Il n’en faudrait pas plus, dans cette époque qui voit les différentes radios s’affronter avec de plus en plus de hargne, pour que CBS en soit tenue pour responsable. Et risque, dès lors, de disparaître.
Le patron de cette chaîne de radio décide d’envoyer un de ses anciens journalistes, Douglas Burroughs, pour enquêter… Pour vérifier si cet horrible fait divers peut réellement être imputé à la « fiction » de Orson Welles.
Et c’est cette enquête, menée par un homme soucieux de vérité, d’une part, mais s’apprêtant à écrire un roman, d’autre part, qui va nous mener, lecteurs, à nous promener dans les méandres du quotidien, du réel et de ses imaginaires.
Parce que, déjà, il faut se rendre compte que le chaîne CBS n’avait en 1938 qu’une audience de 2%… Et que la panique que la rumeur a décrite et continue à décrire n’était pas une réalité ! Il y eut des mouvements épars de peur, d’angoisse, c’est évident… Mais seuls les auditeurs n’ayant pas entendu le tout début de cette émission consacrée à des pièces radiophoniques pouvaient croire en un reportage réel…
Parce que, ensuite, l’être humain est ainsi fait qu’il finit toujours par croire à ses propres mensonges. Et à réussir à y faire croire ceux qui l’entourent… Ne sommes-nous pas toutes et tous des petits Tartarin de Tarascon méconnus ?
Ce livre nous parle donc, vous l’aurez compris, de faux semblants. Mais, ce faisant, le scénariste Laurent Galandon nous offre un récit qui dépasse, et de loin, la seule anecdote historique. S’inspirant de l’unique roman de ce fameux Douglas Burroughs, dans une sorte de mise en abyme vertigineuse, c’est des apparences qu’il nous parle… Et des miroirs déformants qui, sans arrêt, font d’une enquête policière une espèce de labyrinthe dans lequel culpabilité et innocence se mêlent et parfois même se confondent.

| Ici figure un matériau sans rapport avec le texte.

use crate::core::math::transform::Axis;
use crate::io::config::ControlsConfig;
use crate::scene::camera::{ViewKind, ViewSelection};
use crate::scene::scene_object::SceneObject;
use minifb::{Key, KeyRepeat, Window};

/// Read-only view of the keyboard for one frame.
pub trait KeyboardState {
    /// Key is currently held.
    fn held(&self, key: Key) -> bool;
    /// Key went down since the previous frame (no auto-repeat).
    fn pressed(&self, key: Key) -> bool;
}

impl KeyboardState for Window {
    fn held(&self, key: Key) -> bool {
        self.is_key_down(key)
    }

    fn pressed(&self, key: Key) -> bool {
        self.is_key_pressed(key, KeyRepeat::No)
    }
}

/// One-shot commands bound to key-down events.
#[derive(Debug, Clone, Copy, PartialEq, Eq)]
pub enum Action {
    SelectView(ViewSelection),
    ResetTransform,
    PrintHelp,
    PrintMatrix,
}

/// Keys with a discrete binding, in the order they are polled.
pub const ACTION_KEYS: [Key; 7] = [
    Key::Key1,
    Key::Key2,
    Key::Key3,
    Key::Escape,
    Key::R,
    Key::H,
    Key::M,
];

pub fn action_for_key(key: Key) -> Option<Action> {
    match key {
        Key::Key1 => Some(Action::SelectView(ViewSelection::Single(ViewKind::Top))),
        Key::Key2 => Some(Action::SelectView(ViewSelection::Single(ViewKind::Front))),
        Key::Key3 => Some(Action::SelectView(ViewSelection::Single(ViewKind::Side))),
        Key::Escape => Some(Action::SelectView(ViewSelection::Overview)),
        Key::R => Some(Action::ResetTransform),
        Key::H => Some(Action::PrintHelp),
        Key::M => Some(Action::PrintMatrix),
        _ => None,
    }
}

/// Actions for every bound key pressed this frame.
pub fn pressed_actions<K: KeyboardState + ?Sized>(keys: &K) -> Vec<Action> {
    ACTION_KEYS
        .iter()
        .filter(|&&key| keys.pressed(key))
        .filter_map(|&key| action_for_key(key))
        .collect()
}

/// Maps held keys to per-frame transform increments.
///
/// There is no frame-time scaling: each frame a key is held applies one full step.
#[derive(Debug, Clone, PartialEq)]
pub struct ObjectController {
    pub move_step: f32,
    pub rotate_step: f32,
    pub scale_step: f32,
}

impl Default for ObjectController {
    fn default() -> Self {
        Self::from_config(&ControlsConfig::default())
    }
}

impl ObjectController {
    pub fn from_config(controls: &ControlsConfig) -> Self {
        Self {
            move_step: controls.move_step,
            rotate_step: controls.rotate_step,
            scale_step: controls.scale_step,
        }
    }

    pub fn update<K: KeyboardState + ?Sized>(&self, keys: &K, object: &mut SceneObject) {
        let m = self.move_step;
        let r = self.rotate_step;

        // --- Translation ---
        if keys.held(Key::Left) {
            object.translate(-m, 0.0, 0.0);
        }
        if keys.held(Key::Right) {
            object.translate(m, 0.0, 0.0);
        }
        if keys.held(Key::Up) {
            object.translate(0.0, m, 0.0);
        }
        if keys.held(Key::Down) {
            object.translate(0.0, -m, 0.0);
        }
        if keys.held(Key::PageUp) {
            object.translate(0.0, 0.0, m);
        }
        if keys.held(Key::PageDown) {
            object.translate(0.0, 0.0, -m);
        }

        // --- Rotation ---
        if keys.held(Key::Q) {
            object.rotate(Axis::X, r);
        }
        if keys.held(Key::E) {
            object.rotate(Axis::X, -r);
        }
        if keys.held(Key::W) {
            object.rotate(Axis::Y, r);
        }
        if keys.held(Key::S) {
            object.rotate(Axis::Y, -r);
        }
        if keys.held(Key::A) {
            object.rotate(Axis::Z, r);
        }
        if keys.held(Key::D) {
            object.rotate(Axis::Z, -r);
        }

        // --- Scale (main keyboard or numpad) ---
        if keys.held(Key::Equal) || keys.held(Key::NumPadPlus) {
            object.scale(1.0 + self.scale_step);
        }
        if keys.held(Key::Minus) || keys.held(Key::NumPadMinus) {
            object.scale(1.0 - self.scale_step);
        }
    }
}

#[cfg(test)]
mod tests {
    use super::*;
    use crate::scene::mesh::PolygonMesh;
    use approx::assert_relative_eq;
    use nalgebra::Matrix4;

    #[derive(Default)]
    struct FakeKeys {
        held: Vec<Key>,
        pressed: Vec<Key>,
    }

    impl KeyboardState for FakeKeys {
        fn held(&self, key: Key) -> bool {
            self.held.contains(&key)
        }

        fn pressed(&self, key: Key) -> bool {
            self.pressed.contains(&key)
        }
    }

    fn holding(keys: &[Key]) -> FakeKeys {
        FakeKeys {
            held: keys.to_vec(),
            pressed: Vec::new(),
        }
    }

    fn glyph() -> SceneObject {
        SceneObject::new(PolygonMesh::letter_glyph())
    }

    #[test]
    fn arrows_and_page_keys_translate() {
        let controller = ObjectController::default();
        let mut obj = glyph();
        controller.update(&holding(&[Key::Left, Key::Up, Key::PageDown]), &mut obj);
        let m = obj.transform();
        assert_relative_eq!(m[(0, 3)], -0.1);
        assert_relative_eq!(m[(1, 3)], 0.1);
        assert_relative_eq!(m[(2, 3)], -0.1);
    }

    #[test]
    fn opposite_keys_cancel() {
        let controller = ObjectController::default();
        let mut obj = glyph();
        controller.update(&holding(&[Key::Right, Key::Left]), &mut obj);
        assert_relative_eq!(*obj.transform(), Matrix4::identity(), epsilon = 1e-6);
    }

    #[test]
    fn rotation_keys_use_degree_steps() {
        let controller = ObjectController::default();
        for (key, axis, sign) in [
            (Key::Q, Axis::X, 1.0),
            (Key::E, Axis::X, -1.0),
            (Key::W, Axis::Y, 1.0),
            (Key::S, Axis::Y, -1.0),
            (Key::A, Axis::Z, 1.0),
            (Key::D, Axis::Z, -1.0),
        ] {
            let mut via_key = glyph();
            controller.update(&holding(&[key]), &mut via_key);
            let mut direct = glyph();
            direct.rotate(axis, 2.0 * sign);
            assert_eq!(via_key.transform(), direct.transform(), "key {key:?}");
        }
    }

    #[test]
    fn plus_and_minus_scale_multiplicatively() {
        let controller = ObjectController::default();
        let mut obj = glyph();
        controller.update(&holding(&[Key::NumPadPlus]), &mut obj);
        assert_relative_eq!(obj.transform()[(0, 0)], 1.1);
        controller.update(&holding(&[Key::Minus]), &mut obj);
        assert_relative_eq!(obj.transform()[(0, 0)], 0.99, epsilon = 1e-6);
    }

    #[test]
    fn steps_come_from_config() {
        let controller = ObjectController::from_config(&ControlsConfig {
            move_step: 0.5,
            rotate_step: 10.0,
            scale_step: 0.5,
        });
        let mut obj = glyph();
        controller.update(&holding(&[Key::Right]), &mut obj);
        assert_relative_eq!(obj.transform()[(0, 3)], 0.5);
    }

    #[test]
    fn discrete_keys_map_to_actions() {
        assert_eq!(
            action_for_key(Key::Key1),
            Some(Action::SelectView(ViewSelection::Single(ViewKind::Top)))
        );
        assert_eq!(
            action_for_key(Key::Key3),
            Some(Action::SelectView(ViewSelection::Single(ViewKind::Side)))
        );
        assert_eq!(
            action_for_key(Key::Escape),
            Some(Action::SelectView(ViewSelection::Overview))
        );
        assert_eq!(action_for_key(Key::R), Some(Action::ResetTransform));
        assert_eq!(action_for_key(Key::Q), None);
    }

    #[test]
    fn held_action_keys_do_not_trigger_actions() {
        let keys = FakeKeys {
            held: vec![Key::R, Key::M],
            pressed: vec![Key::H],
        };
        assert_eq!(pressed_actions(&keys), vec![Action::PrintHelp]);
    }
}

Des apparences et, également, de réalités qui, de nos jours, éveillent encore de bien tristes échos.
Galandon crée ainsi des personnages qui vivent dans une époque bien précise et qui, de ce fait, subissent au quotidien des réalités qui ne devraient plus être de mise aujourd’hui.
Galandon nous enfouit dans ce qu’on a pu appeler un « racisme ordinaire », par exemple… Et un dessin superbe de la page 34 en raconte bien plus sur ce qu’était ce racisme dans les années trente que tous les beaux discours : un dessin qui montre l’étonnement dans le regard ‘un Noir qui voit un Blanc lui tendre la main !
Galandon nous parle aussi de l’horreur qu’une femme peut vivre parce qu’elle est considérée par d’aucuns comme inférieure, comme n’étant qu’un objet. Là aussi, notre vingt-et-unième siècle prouve que l’âme humaine n’a pas beaucoup évolué !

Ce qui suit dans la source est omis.